The governments of the world must cooperate to complement what free markets do if the global economy is to contribute to improved livelihoods generally. The United States and some other industrial countries are cutting those parts of foreign aid that help poor people and support international institutions. This report challenges the claim that aid is wasted on unworkable, damaging government programs. It argues that aid can work and should be reformed rather than cut. The report also reviews the necessary and often effective work of intergovernmental institutions. It explores ways to make international institutions such as the United Nations more accountable to the public in both the industrial and developing countries. National governments and international organizations have the duty to uphold the principles embodied in such agreements as the Universal Declaration of Human Rights and the 1974 Universal Declaration on the Eradication of Hunger and Malnutrition, which states:

Every man, woman, and child has the inalienable right to be free from hunger and malnutrition in order to develop fully and maintain their physical and mental faculties. . . . . It is a fundamental responsibility of governments to work together for higher food production and a more equitable and efficient distribution of food within countries and between countries.

The Politics of Hunger

Transforming the politics of hunger is essential to feeding a hungry world. Everyone has the right to fair treatment, not only by individuals, but in the economy, society and political life. Justice is predicated on "the dignity of the human person, realized in community with others." Bread for the World and Bread for the World Institute seek justice—economic, social and political justice—because hunger results from injustice more than from inadequate food supplies.
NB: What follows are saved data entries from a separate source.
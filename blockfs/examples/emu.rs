use std::env;

use blockfs::{FileSystem, Geometry, OpenMode};

/// Opens (or creates) the image named on the command line, appends one line
/// to `/log` and prints the memory map.
pub fn main() -> Result<(), blockfs::FsError> {
    env_logger::init();
    let args: Vec<String> = env::args().collect();
    let image = args.get(1).map(String::as_str).unwrap_or("sample.dat");

    let mut fs = FileSystem::open_image(image, Geometry::default())?;
    let line = format!("run with {} blocks free\n", fs.free_blocks());
    let log = fs.open("/log", OpenMode::Append)?;
    fs.write_to_file(log, line.as_bytes(), None)?;
    fs.close(log)?;
    fs.sync()?;

    print!("{}", fs.show_memory_map());
    Ok(())
}
use blockfs::io::FileBlockEmulatorBuilder;
use blockfs::{FileSystem, Geometry, OpenMode};

pub fn main() -> Result<(), blockfs::FsError> {
    env_logger::init();
    let geometry = Geometry::default();
    let tmp = tempfile::tempfile()?;
    let dev = FileBlockEmulatorBuilder::from(tmp)
        .with_capacity(geometry.capacity())
        .build()?;

    // create a new file system on the device and write one file
    let mut fs = FileSystem::format(dev, geometry)?;
    let hello = fs.open("/hello.txt", OpenMode::WriteUpdate)?;
    fs.write_to_file(hello, b"hello, blocks", None)?;
    println!("{}", String::from_utf8_lossy(&fs.read_from_file(hello, None)?));
    fs.close(hello)?;
    print!("{}", fs.show_memory_map());
    Ok(())
}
Bread for the World Institute seeks justice for hungry people by engaging in research and education on policies related to hunger and development. The institute works closely with Bread for the World, a nationwide Christian movement that lobbies the nation's decision makers. Both organizations are committed to transforming the politics of hunger.

The elimination of the injustice of hunger is more important than whether the policy that achieves this is decided at the municipal or national level, or whether it is carried out by a government institution, the market or among the society's popular and civic organizations. But it is a role of governments to see that justice prevails.